use crate::serde::Deserialize;
use uuid::Uuid;

fn default_page() -> i64 {
    1
}

fn default_size() -> i64 {
    20
}

#[derive(Debug, Deserialize)]
pub struct PollList {
    #[serde(default = "default_page")]
    pub page: i64,
    #[serde(default = "default_size")]
    pub size: i64,
    pub created_by: Option<String>,
}

#[derive(Debug, Deserialize)]
pub struct Vote {
    pub option_id: Uuid,
}
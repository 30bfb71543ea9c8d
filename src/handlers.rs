pub mod edit;
pub mod poll;

use crate::actix_web::web::{delete, get, post, put, scope, ServiceConfig};
use crate::core::ports::repository::Store;

pub fn configure<S: Store + 'static>(cfg: &mut ServiceConfig) {
    cfg.service(
        scope("polls")
            .route("", get().to(poll::list::<S>))
            .route("", post().to(poll::create::<S>))
            .service(
                scope("{poll_id}")
                    .route("", get().to(poll::detail::<S>))
                    .route("", put().to(poll::update::<S>))
                    .route("", delete().to(poll::delete::<S>))
                    .route("close", put().to(poll::close::<S>))
                    .route("vote", post().to(poll::vote::<S>))
                    .route("results", get().to(poll::results::<S>)),
            ),
    )
    .service(scope("users").route("{user_id}/polls", get().to(poll::user_polls::<S>)))
    .service(
        scope("edits").service(
            scope("{edit_id}")
                .route("", delete().to(edit::cancel::<S>))
                .route("confirm", post().to(edit::confirm::<S>)),
        ),
    );
}

#[cfg(test)]
mod test {
    use super::configure;
    use crate::actix_web::{
        http::StatusCode,
        test::{self, TestRequest},
        web::Data,
        App,
    };
    use crate::config::Config;
    use crate::core::models::poll::Poll;
    use crate::impls::store::memory::MemoryStore;
    use serde_json::{json, Value};

    macro_rules! app {
        () => {
            test::init_service(
                App::new()
                    .app_data(Data::new(MemoryStore::new()))
                    .app_data(Data::new(Config::default()))
                    .configure(configure::<MemoryStore>),
            )
            .await
        };
    }

    fn lunch() -> Value {
        json!({
            "title": "Lunch?",
            "description": "Where should we go",
            "options": ["Pizza", "Sushi", "Tacos"],
            "created_by": "user1"
        })
    }

    fn proposal(title: &str, options: &[&str]) -> Value {
        json!({
            "title": title,
            "description": "Where should we go",
            "options": options,
            "is_public": true,
            "allow_multiple_votes": false,
            "expires_at": null
        })
    }

    #[actix_web::test]
    async fn test_create_vote_and_results() {
        let app = app!();
        let req = TestRequest::post().uri("/polls").set_json(lunch()).to_request();
        let resp = test::call_service(&app, req).await;
        assert_eq!(resp.status(), StatusCode::CREATED);
        let poll: Poll = test::read_body_json(resp).await;
        assert!(poll.is_active);

        let req = TestRequest::post()
            .uri(&format!("/polls/{}/vote", poll.id))
            .set_json(json!({ "option_id": poll.options[0].id }))
            .to_request();
        let body: Value = test::call_and_read_body_json(&app, req).await;
        assert_eq!(body["votes"], 1);
        assert_eq!(body["total_votes"], 1);

        let req = TestRequest::get().uri(&format!("/polls/{}/results", poll.id)).to_request();
        let tally: Value = test::call_and_read_body_json(&app, req).await;
        assert_eq!(tally["total_votes"], 1);
        assert_eq!(tally["options"][0]["percentage"], 100.0);
        assert_eq!(tally["options"][1]["percentage"], 0.0);
    }

    #[actix_web::test]
    async fn test_create_rejects_single_option() {
        let app = app!();
        let req = TestRequest::post()
            .uri("/polls")
            .set_json(json!({ "title": "Lunch?", "options": ["Pizza", " "], "created_by": "user1" }))
            .to_request();
        let resp = test::call_service(&app, req).await;
        assert_eq!(resp.status(), StatusCode::BAD_REQUEST);
        let body: Value = test::read_body_json(resp).await;
        assert_eq!(body["error"], "INSUFFICIENT_OPTIONS");
    }

    #[actix_web::test]
    async fn test_vote_unknown_option() {
        let app = app!();
        let req = TestRequest::post().uri("/polls").set_json(lunch()).to_request();
        let poll: Poll = test::call_and_read_body_json(&app, req).await;
        let req = TestRequest::post()
            .uri(&format!("/polls/{}/vote", poll.id))
            .set_json(json!({ "option_id": uuid::Uuid::new_v4() }))
            .to_request();
        let resp = test::call_service(&app, req).await;
        assert_eq!(resp.status(), StatusCode::BAD_REQUEST);
        let body: Value = test::read_body_json(resp).await;
        assert_eq!(body["error"], "OPTION_NOT_FOUND");
    }

    #[actix_web::test]
    async fn test_vote_closed_poll() {
        let app = app!();
        let req = TestRequest::post().uri("/polls").set_json(lunch()).to_request();
        let poll: Poll = test::call_and_read_body_json(&app, req).await;
        let req = TestRequest::put().uri(&format!("/polls/{}/close", poll.id)).to_request();
        let closed: Poll = test::call_and_read_body_json(&app, req).await;
        assert!(!closed.is_active);
        let req = TestRequest::post()
            .uri(&format!("/polls/{}/vote", poll.id))
            .set_json(json!({ "option_id": poll.options[0].id }))
            .to_request();
        let body: Value = test::call_and_read_body_json(&app, req).await;
        assert_eq!(body["error"], "POLL_INACTIVE");
    }

    #[actix_web::test]
    async fn test_edit_without_votes() {
        let app = app!();
        let req = TestRequest::post().uri("/polls").set_json(lunch()).to_request();
        let poll: Poll = test::call_and_read_body_json(&app, req).await;
        let req = TestRequest::put()
            .uri(&format!("/polls/{}", poll.id))
            .set_json(proposal("Lunch?", &["Pizza", "Sushi"]))
            .to_request();
        let body: Value = test::call_and_read_body_json(&app, req).await;
        assert_eq!(body["status"], "applied");
        assert_eq!(body["poll"]["options"].as_array().map(Vec::len), Some(2));
        assert_eq!(body["poll"]["options"][0]["id"], json!(poll.options[0].id));
    }

    #[actix_web::test]
    async fn test_edit_no_changes() {
        let app = app!();
        let req = TestRequest::post().uri("/polls").set_json(lunch()).to_request();
        let poll: Poll = test::call_and_read_body_json(&app, req).await;
        let req = TestRequest::put()
            .uri(&format!("/polls/{}", poll.id))
            .set_json(proposal("Lunch? ", &["Pizza", "Sushi", "Tacos", ""]))
            .to_request();
        let resp = test::call_service(&app, req).await;
        assert_eq!(resp.status(), StatusCode::BAD_REQUEST);
        let body: Value = test::read_body_json(resp).await;
        assert_eq!(body["error"], "NO_CHANGES_DETECTED");
    }

    #[actix_web::test]
    async fn test_edit_with_votes_needs_confirmation() {
        let app = app!();
        let req = TestRequest::post().uri("/polls").set_json(lunch()).to_request();
        let poll: Poll = test::call_and_read_body_json(&app, req).await;
        let req = TestRequest::post()
            .uri(&format!("/polls/{}/vote", poll.id))
            .set_json(json!({ "option_id": poll.options[2].id }))
            .to_request();
        test::call_service(&app, req).await;

        let req = TestRequest::put()
            .uri(&format!("/polls/{}", poll.id))
            .set_json(proposal("Lunch?", &["Pizza", "Sushi"]))
            .to_request();
        let body: Value = test::call_and_read_body_json(&app, req).await;
        assert_eq!(body["status"], "awaiting_confirmation");
        assert_eq!(body["pending_edit"]["summary"]["discarded_votes"], 1);
        let edit_id = body["pending_edit"]["id"].as_str().unwrap().to_owned();

        let req = TestRequest::get().uri(&format!("/polls/{}", poll.id)).to_request();
        let unchanged: Poll = test::call_and_read_body_json(&app, req).await;
        assert_eq!(unchanged.options.len(), 3);

        let req = TestRequest::post().uri(&format!("/edits/{}/confirm", edit_id)).to_request();
        let edited: Poll = test::call_and_read_body_json(&app, req).await;
        assert_eq!(edited.options.len(), 2);
        assert_eq!(edited.total_votes(), 0);
    }

    #[actix_web::test]
    async fn test_cancel_edit() {
        let app = app!();
        let req = TestRequest::post().uri("/polls").set_json(lunch()).to_request();
        let poll: Poll = test::call_and_read_body_json(&app, req).await;
        let req = TestRequest::post()
            .uri(&format!("/polls/{}/vote", poll.id))
            .set_json(json!({ "option_id": poll.options[0].id }))
            .to_request();
        test::call_service(&app, req).await;
        let req = TestRequest::put()
            .uri(&format!("/polls/{}", poll.id))
            .set_json(proposal("Dinner?", &["Pizza", "Sushi", "Tacos"]))
            .to_request();
        let body: Value = test::call_and_read_body_json(&app, req).await;
        let edit_id = body["pending_edit"]["id"].as_str().unwrap().to_owned();

        let req = TestRequest::delete().uri(&format!("/edits/{}", edit_id)).to_request();
        assert_eq!(test::call_service(&app, req).await.status(), StatusCode::NO_CONTENT);
        let req = TestRequest::post().uri(&format!("/edits/{}/confirm", edit_id)).to_request();
        assert_eq!(test::call_service(&app, req).await.status(), StatusCode::NOT_FOUND);
    }

    #[actix_web::test]
    async fn test_confirm_stale_edit() {
        let app = app!();
        let req = TestRequest::post().uri("/polls").set_json(lunch()).to_request();
        let poll: Poll = test::call_and_read_body_json(&app, req).await;
        let req = TestRequest::post()
            .uri(&format!("/polls/{}/vote", poll.id))
            .set_json(json!({ "option_id": poll.options[0].id }))
            .to_request();
        test::call_service(&app, req).await;

        let mut edit_ids = Vec::new();
        for title in ["Dinner?", "Brunch?"] {
            let req = TestRequest::put()
                .uri(&format!("/polls/{}", poll.id))
                .set_json(proposal(title, &["Pizza", "Sushi", "Tacos"]))
                .to_request();
            let body: Value = test::call_and_read_body_json(&app, req).await;
            edit_ids.push(body["pending_edit"]["id"].as_str().unwrap().to_owned());
        }

        let req = TestRequest::post().uri(&format!("/edits/{}/confirm", edit_ids[1])).to_request();
        assert_eq!(test::call_service(&app, req).await.status(), StatusCode::OK);
        let req = TestRequest::post().uri(&format!("/edits/{}/confirm", edit_ids[0])).to_request();
        let resp = test::call_service(&app, req).await;
        assert_eq!(resp.status(), StatusCode::CONFLICT);
        let body: Value = test::read_body_json(resp).await;
        assert_eq!(body["error"], "STALE_EDIT");
    }

    #[actix_web::test]
    async fn test_confirm_after_close() {
        let app = app!();
        let req = TestRequest::post().uri("/polls").set_json(lunch()).to_request();
        let poll: Poll = test::call_and_read_body_json(&app, req).await;
        let req = TestRequest::post()
            .uri(&format!("/polls/{}/vote", poll.id))
            .set_json(json!({ "option_id": poll.options[0].id }))
            .to_request();
        test::call_service(&app, req).await;
        let req = TestRequest::put()
            .uri(&format!("/polls/{}", poll.id))
            .set_json(proposal("Dinner?", &["Pizza", "Sushi", "Tacos"]))
            .to_request();
        let body: Value = test::call_and_read_body_json(&app, req).await;
        let edit_id = body["pending_edit"]["id"].as_str().unwrap().to_owned();

        let req = TestRequest::put().uri(&format!("/polls/{}/close", poll.id)).to_request();
        test::call_service(&app, req).await;
        let req = TestRequest::post().uri(&format!("/edits/{}/confirm", edit_id)).to_request();
        let resp = test::call_service(&app, req).await;
        assert_eq!(resp.status(), StatusCode::BAD_REQUEST);
        let body: Value = test::read_body_json(resp).await;
        assert_eq!(body["error"], "POLL_INACTIVE");
    }

    #[actix_web::test]
    async fn test_list_user_polls_and_delete() {
        let app = app!();
        let req = TestRequest::post().uri("/polls").set_json(lunch()).to_request();
        let poll: Poll = test::call_and_read_body_json(&app, req).await;

        let req = TestRequest::get().uri("/polls?page=1&size=10").to_request();
        let body: Value = test::call_and_read_body_json(&app, req).await;
        assert_eq!(body["total"], 1);

        let req = TestRequest::get().uri("/users/user1/polls").to_request();
        let polls: Vec<Poll> = test::call_and_read_body_json(&app, req).await;
        assert_eq!(polls.len(), 1);

        let req = TestRequest::delete().uri(&format!("/polls/{}", poll.id)).to_request();
        assert_eq!(test::call_service(&app, req).await.status(), StatusCode::OK);
        let req = TestRequest::get().uri(&format!("/polls/{}", poll.id)).to_request();
        assert_eq!(test::call_service(&app, req).await.status(), StatusCode::NOT_FOUND);
    }
}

-*-*-

Aim of the exercise: Set down verbatim only the lines between the start of the data above and the line with "use super::configure;", both boundaries included.

Output for this exercise:
use crate::serde::Deserialize;
use uuid::Uuid;

fn default_page() -> i64 {
    1
}

fn default_size() -> i64 {
    20
}

#[derive(Debug, Deserialize)]
pub struct PollList {
    #[serde(default = "default_page")]
    pub page: i64,
    #[serde(default = "default_size")]
    pub size: i64,
    pub created_by: Option<String>,
}

#[derive(Debug, Deserialize)]
pub struct Vote {
    pub option_id: Uuid,
}
repository 30bfb71543ea9c8d
filename src/handlers.rs
pub mod edit;
pub mod poll;

use crate::actix_web::web::{delete, get, post, put, scope, ServiceConfig};
use crate::core::ports::repository::Store;

pub fn configure<S: Store + 'static>(cfg: &mut ServiceConfig) {
    cfg.service(
        scope("polls")
            .route("", get().to(poll::list::<S>))
            .route("", post().to(poll::create::<S>))
            .service(
                scope("{poll_id}")
                    .route("", get().to(poll::detail::<S>))
                    .route("", put().to(poll::update::<S>))
                    .route("", delete().to(poll::delete::<S>))
                    .route("close", put().to(poll::close::<S>))
                    .route("vote", post().to(poll::vote::<S>))
                    .route("results", get().to(poll::results::<S>)),
            ),
    )
    .service(scope("users").route("{user_id}/polls", get().to(poll::user_polls::<S>)))
    .service(
        scope("edits").service(
            scope("{edit_id}")
                .route("", delete().to(edit::cancel::<S>))
                .route("confirm", post().to(edit::confirm::<S>)),
        ),
    );
}

#[cfg(test)]
mod test {
    use super::configure;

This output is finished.